Exercise aim
Beginning at the first line of the data, print each line exactly, stopping after the line that contains "pub fn from_env()".

□ □ □ □ □

//! Configuration for seeding runs.

use std::{collections::HashMap, time::Duration};

use serde::{Deserialize, Serialize};
use thiserror::Error;

use crate::password::DEFAULT_HASH_COST;

#[derive(Debug, Error)]
pub enum ConfigError {
    #[error("Invalid value for {0}: {1}")]
    InvalidValue(String, String),
}

/// Tuning knobs for a [`Seeder`](crate::db::Seeder) run.
#[derive(Debug, Clone, Serialize, Deserialize)]
pub struct SeedConfig {
    /// Maximum rows per multi-row INSERT statement.
    pub batch_size: usize,

    /// Maximum rows prepared concurrently within one table step.
    pub max_concurrency: usize,

    /// Argon2 iteration count used for seeded passwords.
    pub hash_cost: u32,

    /// Deadline for the whole run, transaction included.
    pub timeout: Duration,
}

impl Default for SeedConfig {
    fn default() -> Self {
        Self {
            batch_size: 50,
            max_concurrency: 8,
            hash_cost: DEFAULT_HASH_COST,
            timeout: Duration::from_secs(30),
        }
    }
}

impl SeedConfig {
    pub fn from_env() -> Result<Self, ConfigError> {
        Self::from_env_map(&std::env::vars().collect())
    }

    pub fn from_env_map(env_map: &HashMap<String, String>) -> Result<Self, ConfigError> {
        let defaults = Self::default();

        let batch_size = parse_or(env_map, "SEED_BATCH_SIZE", defaults.batch_size)?;
        let max_concurrency = parse_or(env_map, "SEED_MAX_CONCURRENCY", defaults.max_concurrency)?;
        let hash_cost = parse_or(env_map, "SEED_HASH_COST", defaults.hash_cost)?;
        let timeout_secs = parse_or(env_map, "SEED_TIMEOUT_SECS", defaults.timeout.as_secs())?;

        for (key, value) in [
            ("SEED_BATCH_SIZE", batch_size as u64),
            ("SEED_MAX_CONCURRENCY", max_concurrency as u64),
            ("SEED_HASH_COST", hash_cost as u64),
            ("SEED_TIMEOUT_SECS", timeout_secs),
        ] {
            if value == 0 {
                return Err(ConfigError::InvalidValue(
                    key.to_string(),
                    "must be greater than zero".to_string(),
                ));
            }
        }

        Ok(Self {
            batch_size,
            max_concurrency,
            hash_cost,
            timeout: Duration::from_secs(timeout_secs),
        })
    }
}

/// Parses `key` from the map, falling back to `default` when it is absent.
pub fn parse_or<T: std::str::FromStr>(
    env_map: &HashMap<String, String>,
    key: &str,
    default: T,
) -> Result<T, ConfigError> {
    match env_map.get(key) {
        Some(raw) => raw.trim().parse::<T>().map_err(|_| {
            ConfigError::InvalidValue(key.to_string(), format!("cannot parse {raw:?}"))
        }),
        None => Ok(default),
    }
}

#[cfg(test)]
mod tests {
    use super::*;

    fn env(pairs: &[(&str, &str)]) -> HashMap<String, String> {
        pairs
            .iter()
            .map(|(k, v)| (k.to_string(), v.to_string()))
            .collect()
    }

    #[test]
    fn test_defaults_when_unset() {
        let config = SeedConfig::from_env_map(&HashMap::new()).unwrap();
        assert_eq!(config.batch_size, 50);
        assert_eq!(config.max_concurrency, 8);
        assert_eq!(config.hash_cost, DEFAULT_HASH_COST);
        assert_eq!(config.timeout, Duration::from_secs(30));
    }

    #[test]
    fn test_overrides() {
        let config = SeedConfig::from_env_map(&env(&[
            ("SEED_BATCH_SIZE", "10"),
            ("SEED_MAX_CONCURRENCY", "2"),
            ("SEED_HASH_COST", "1"),
            ("SEED_TIMEOUT_SECS", " 5 "),
        ]))
        .unwrap();

        assert_eq!(config.batch_size, 10);
        assert_eq!(config.max_concurrency, 2);
        assert_eq!(config.hash_cost, 1);
        assert_eq!(config.timeout, Duration::from_secs(5));
    }

    #[test]
    fn test_invalid_number() {
        let err = SeedConfig::from_env_map(&env(&[("SEED_BATCH_SIZE", "lots")])).unwrap_err();
        assert!(matches!(err, ConfigError::InvalidValue(key, _) if key == "SEED_BATCH_SIZE"));
    }

    #[test]
    fn test_zero_rejected() {
        let err = SeedConfig::from_env_map(&env(&[("SEED_MAX_CONCURRENCY", "0")])).unwrap_err();
        assert!(matches!(err, ConfigError::InvalidValue(key, _) if key == "SEED_MAX_CONCURRENCY"));
    }
}
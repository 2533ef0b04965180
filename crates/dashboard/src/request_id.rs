//! Per-request correlation ids.
//!
//! A caller may pass its own `x-request-id`; anything unusable is replaced by a
//! fresh UUID. The id is stored in the request extensions as [`RequestId`],
//! attached to the request's tracing span and echoed on the response.

use axum::{
    extract::Request,
    http::{HeaderMap, HeaderName, HeaderValue},
    middleware::Next,
    response::Response,
};
use tracing::Instrument;
use uuid::Uuid;

pub static REQUEST_ID_HEADER: HeaderName = HeaderName::from_static("x-request-id");

/// Longest caller supplied id that is kept as is.
const MAX_REQUEST_ID_LEN: usize = 128;

/// The id of the request being served.
#[derive(Debug, Clone, PartialEq, Eq)]
pub struct RequestId(pub String);

impl RequestId {
    /// Reuses the caller's id when it is printable ASCII of sane length.
    fn from_headers(headers: &HeaderMap) -> Self {
        headers
            .get(&REQUEST_ID_HEADER)
            .and_then(|v| v.to_str().ok())
            .map(str::trim)
            .filter(|id| {
                !id.is_empty()
                    && id.len() <= MAX_REQUEST_ID_LEN
                    && id.bytes().all(|b| b.is_ascii_graphic())
            })
            .map(|id| RequestId(id.to_string()))
            .unwrap_or_else(|| RequestId(Uuid::new_v4().to_string()))
    }
}

pub async fn request_id_middleware(mut request: Request, next: Next) -> Response {
    let id = RequestId::from_headers(request.headers());
    let header = HeaderValue::from_str(&id.0).ok();

    let span = tracing::info_span!(
        "request",
        request_id = %id.0,
        method = %request.method(),
        path = %request.uri().path(),
    );
    request.extensions_mut().insert(id);

    async move {
        let mut response = next.run(request).await;

        if let Some(value) = header {
            response
                .headers_mut()
                .insert(REQUEST_ID_HEADER.clone(), value);
        }
        tracing::info!(status = response.status().as_u16(), "Request completed");

        response
    }
    .instrument(span)
    .await
}
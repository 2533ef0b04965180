//! One-way password hashing for seeded users.

use argon2::{
    Algorithm, Argon2, Params, Version,
    password_hash::{PasswordHash, PasswordHasher, PasswordVerifier, SaltString, rand_core::OsRng},
};

use crate::error::SeedError;

/// Default work factor (Argon2 iterations).
pub const DEFAULT_HASH_COST: u32 = 3;

fn hasher(cost: u32) -> Result<Argon2<'static>, SeedError> {
    let params = Params::new(
        Params::DEFAULT_M_COST,
        cost,
        Params::DEFAULT_P_COST,
        None,
    )
    .map_err(|e| SeedError::PasswordHash(e.to_string()))?;
    Ok(Argon2::new(Algorithm::Argon2id, Version::V0x13, params))
}

/// Hashes `password` with a fresh salt at the given work factor.
pub fn hash_password(password: &str, cost: u32) -> Result<String, SeedError> {
    let salt = SaltString::generate(&mut OsRng);
    let hash = hasher(cost)?
        .hash_password(password.as_bytes(), &salt)
        .map_err(|e| SeedError::PasswordHash(e.to_string()))?;
    Ok(hash.to_string())
}

/// Checks `password` against a PHC hash string. The cost is read from the hash.
pub fn verify_password(password: &str, hash: &str) -> Result<bool, SeedError> {
    let parsed_hash =
        PasswordHash::new(hash).map_err(|e| SeedError::PasswordHash(e.to_string()))?;
    Ok(Argon2::default()
        .verify_password(password.as_bytes(), &parsed_hash)
        .is_ok())
}
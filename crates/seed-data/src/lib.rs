//! Bootstrap data loader for the invoice dashboard.
//!
//! This crate owns the dashboard's four tables (`users`, `customers`,
//! `invoices`, `revenue`), the placeholder fixture that fills them, and the
//! transactional [`Seeder`](db::Seeder) that does the loading.
//!
//! # Quick Start
//!
//! ```rust,ignore
//! use seed_data::prelude::*;
//!
//! let seeder = Seeder::new(pool)
//!     .with_dataset(SeedDataset::placeholder()?)
//!     .with_config(SeedConfig::from_env()?);
//! let report = seeder.run().await?;
//! ```

pub mod config;
pub mod db;
pub mod error;
pub mod fixture;
pub mod models;
pub mod password;

pub use error::{SeedError, UNEXPECTED_ERROR_MESSAGE};

pub mod prelude {
    //! Convenient re-exports for common usage.

    pub use crate::config::{ConfigError, SeedConfig};
    pub use crate::db::{SeedReport, Seeder};
    pub use crate::error::SeedError;
    pub use crate::fixture::SeedDataset;
    pub use crate::models::{Customer, Invoice, InvoiceStatus, RevenueRecord, User};
}
//! HTTP request handlers for the dashboard API.

pub mod health;
pub mod seed;

pub use health::health_check;
pub use seed::{SEED_SUCCESS_MESSAGE, SeedResponse, seed_database};
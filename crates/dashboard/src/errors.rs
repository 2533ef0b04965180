use axum::{
    Json,
    http::StatusCode,
    response::{IntoResponse, Response},
};
use seed_data::{SeedError, UNEXPECTED_ERROR_MESSAGE};
use serde_json::json;
use thiserror::Error;
use tracing::error;

#[derive(Error, Debug)]
pub enum AppError {
    #[error(transparent)]
    Seed(#[from] SeedError),

    #[error("Configuration error: {0}")]
    Config(String),
}

impl AppError {
    /// The message shown to the caller. Opaque failures never leak details.
    pub fn public_message(&self) -> String {
        match self {
            AppError::Seed(e) if e.is_opaque() => UNEXPECTED_ERROR_MESSAGE.to_string(),
            AppError::Seed(e) => e.to_string(),
            AppError::Config(_) => self.to_string(),
        }
    }
}

impl IntoResponse for AppError {
    fn into_response(self) -> Response {
        error!("Request failed: {self}");

        let body = Json(json!({
            "error": self.public_message(),
        }));

        (StatusCode::INTERNAL_SERVER_ERROR, body).into_response()
    }
}
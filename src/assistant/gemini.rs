//! Client for a Gemini-style `generateContent` endpoint.

use super::{prompt, Assistant};
use crate::contact::NearbyContact;
use anyhow::{anyhow, Context, Result};
use async_trait::async_trait;
use serde::{Deserialize, Serialize};
use std::time::Duration;

/// Header carrying the API key; it is never put in the URL
const API_KEY_HEADER: &str = "x-goog-api-key";

#[derive(Serialize)]
struct GenerateRequest<'a> {
    contents: Vec<Content<'a>>,
}

#[derive(Serialize)]
struct Content<'a> {
    parts: Vec<Part<'a>>,
}

#[derive(Serialize)]
struct Part<'a> {
    text: &'a str,
}

#[derive(Deserialize, Debug)]
struct GenerateResponse {
    #[serde(default)]
    candidates: Vec<Candidate>,
}

#[derive(Deserialize, Debug)]
struct Candidate {
    content: Option<CandidateContent>,
}

#[derive(Deserialize, Debug)]
struct CandidateContent {
    #[serde(default)]
    parts: Vec<CandidatePart>,
}

#[derive(Deserialize, Debug)]
struct CandidatePart {
    #[serde(default)]
    text: Option<String>,
}

impl GenerateResponse {
    /// Text of the first candidate's parts, joined
    fn into_text(self) -> Option<String> {
        let content = self.candidates.into_iter().next()?.content?;
        let text: String = content
            .parts
            .into_iter()
            .filter_map(|p| p.text)
            .collect::<Vec<_>>()
            .join("");
        let text = text.trim();
        (!text.is_empty()).then(|| text.to_string())
    }
}

/// Assistant backed by the Gemini REST API
pub struct GeminiAssistant {
    client: reqwest::Client,
    api_url: String,
    model: String,
    api_key: String,
}

impl GeminiAssistant {
    pub fn new(
        api_url: impl Into<String>,
        model: impl Into<String>,
        api_key: impl Into<String>,
        timeout: Duration,
    ) -> Result<Self> {
        let client = reqwest::Client::builder()
            .timeout(timeout)
            .build()
            .context("Failed to build assistant HTTP client")?;

        Ok(Self {
            client,
            api_url: api_url.into().trim_end_matches('/').to_string(),
            model: model.into(),
            api_key: api_key.into(),
        })
    }

    async fn generate(&self, prompt: &str) -> Result<String> {
        let url = format!(
            "{}/v1beta/models/{}:generateContent",
            self.api_url, self.model
        );

        let body = GenerateRequest {
            contents: vec![Content {
                parts: vec![Part { text: prompt }],
            }],
        };

        tracing::debug!(model = %self.model, "Requesting completion");

        let response = self
            .client
            .post(&url)
            .header(API_KEY_HEADER, &self.api_key)
            .json(&body)
            .send()
            .await
            .map_err(reqwest::Error::without_url)
            .context("Failed to send assistant request")?;

        if !response.status().is_success() {
            let status = response.status();
            let body = response.text().await.unwrap_or_else(|_| "Unknown error".to_string());
            return Err(anyhow!(
                "Assistant request failed with status {}: {}",
                status,
                body
            ));
        }

        let parsed: GenerateResponse = response
            .json()
            .await
            .map_err(reqwest::Error::without_url)
            .context("Failed to parse assistant response")?;

        parsed
            .into_text()
            .ok_or_else(|| anyhow!("Assistant returned no text"))
    }
}

#[async_trait]
impl Assistant for GeminiAssistant {
    async fn draft_icebreaker(&self, contact: &NearbyContact, intent: &str) -> Result<String> {
        self.generate(&prompt::icebreaker(contact, intent)).await
    }

    async fn suggest_meetup(&self, contact: &NearbyContact, user_location: &str) -> Result<String> {
        self.generate(&prompt::meetup(contact, user_location)).await
    }
}
use crate::geo::Coordinate;
use chrono::{DateTime, Utc};
use serde::{Deserialize, Serialize};

mod seed;
mod validation;
#[cfg(test)]
mod tests;

pub use seed::demo_roster;
pub use validation::{validate_new_contact, ValidationError};

/// A person on the radar roster.
///
/// Only `registered` contacts take part in the simulated network: they drift
/// on every tick and can show up in the nearby set.
#[derive(Clone, Debug, PartialEq, Serialize, Deserialize)]
#[serde(rename_all = "camelCase")]
pub struct Contact {
    /// Opaque unique identifier (UUIDv7 for contacts added at runtime)
    pub id: String,

    pub name: String,

    pub phone: String,

    /// Avatar image URL
    pub avatar: String,

    pub position: Coordinate,

    /// Participant in the simulated network
    pub registered: bool,

    pub last_seen: DateTime<Utc>,
}

/// A registered contact within the radius of the user, as of one tick
#[derive(Clone, Debug, PartialEq, Serialize, Deserialize)]
#[serde(rename_all = "camelCase")]
pub struct NearbyContact {
    #[serde(flatten)]
    pub contact: Contact,

    /// Distance from the user, rounded for display
    pub distance_km: f64,
}

/// Request body for adding a contact
#[derive(Clone, Debug, Default, Deserialize)]
#[serde(rename_all = "camelCase")]
pub struct NewContact {
    pub name: String,
    pub phone: String,
    #[serde(default)]
    pub avatar: Option<String>,
    #[serde(default)]
    pub position: Option<Coordinate>,
    #[serde(default)]
    pub registered: bool,
}

/// Proximity alert record.
///
/// Nothing raises alerts yet; the shape is kept so clients can rely on it.
#[derive(Clone, Debug, PartialEq, Serialize, Deserialize)]
#[serde(rename_all = "camelCase")]
pub struct Alert {
    pub id: String,
    pub contact_id: String,
    pub message: String,
    pub timestamp: DateTime<Utc>,
    pub read: bool,
}

/// Avatar used when a new contact does not bring one
pub(crate) fn default_avatar(name: &str) -> String {
    format!(
        "https://api.dicebear.com/7.x/initials/svg?seed={}",
        name.trim().replace(' ', "+")
    )
}
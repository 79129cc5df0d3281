use crate::contact::NearbyContact;

const DEFAULT_INTENT: &str = "say hello and see if they're free";

/// Prompt for a short opening message
pub fn icebreaker(contact: &NearbyContact, intent: &str) -> String {
    let intent = match intent.trim() {
        "" => DEFAULT_INTENT,
        s => s,
    };
    format!(
        "You are helping someone message a friend who happens to be nearby.\n\
         Friend: {name}, about {distance:.2} km away.\n\
         What they want: {intent}\n\
         Write one short, warm, casual text message (under 40 words) they could send to {name}. \
         Reply with the message only.",
        name = contact.contact.name,
        distance = contact.distance_km,
        intent = intent,
    )
}

/// Prompt for a meeting point between the user and a contact
pub fn meetup(contact: &NearbyContact, user_location: &str) -> String {
    format!(
        "Two friends want to meet up in person.\n\
         One is at coordinates {user}. The other, {name}, is at {theirs}, about {distance:.2} km away.\n\
         Suggest one specific, public, easy-to-find place roughly between them \
         (a cafe, park entrance or landmark) and give one sentence on why it works. \
         Keep it under 50 words.",
        user = user_location,
        name = contact.contact.name,
        theirs = contact.contact.position,
        distance = contact.distance_km,
    )
}
// Geographic primitives
pub mod geo;

// Contact roster model and validation
pub mod contact;

// Random-walk simulation and proximity filter
pub mod simulation;

// Radar disc projection
pub mod radar;

// Position providers and fallback
pub mod location;

// Assistant service integration
pub mod assistant;

// Call hand-off
pub mod telephony;

// Configuration
pub mod config;

// Radar engine and tracking sessions
pub mod state;

// HTTP and WebSocket APIs
pub mod api;

// WebSocket radar feed
pub mod subscription;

□ □ □ □ □

Exercise result
//! Configuration for seeding runs.

use std::{collections::HashMap, time::Duration};

use serde::{Deserialize, Serialize};
use thiserror::Error;

use crate::password::DEFAULT_HASH_COST;

#[derive(Debug, Error)]
pub enum ConfigError {
    #[error("Invalid value for {0}: {1}")]
    InvalidValue(String, String),
}

/// Tuning knobs for a [`Seeder`](crate::db::Seeder) run.
#[derive(Debug, Clone, Serialize, Deserialize)]
pub struct SeedConfig {
    /// Maximum rows per multi-row INSERT statement.
    pub batch_size: usize,

    /// Maximum rows prepared concurrently within one table step.
    pub max_concurrency: usize,

    /// Argon2 iteration count used for seeded passwords.
    pub hash_cost: u32,

    /// Deadline for the whole run, transaction included.
    pub timeout: Duration,
}

impl Default for SeedConfig {
    fn default() -> Self {
        Self {
            batch_size: 50,
            max_concurrency: 8,
            hash_cost: DEFAULT_HASH_COST,
            timeout: Duration::from_secs(30),
        }
    }
}

impl SeedConfig {
    pub fn from_env() -> Result<Self, ConfigError> {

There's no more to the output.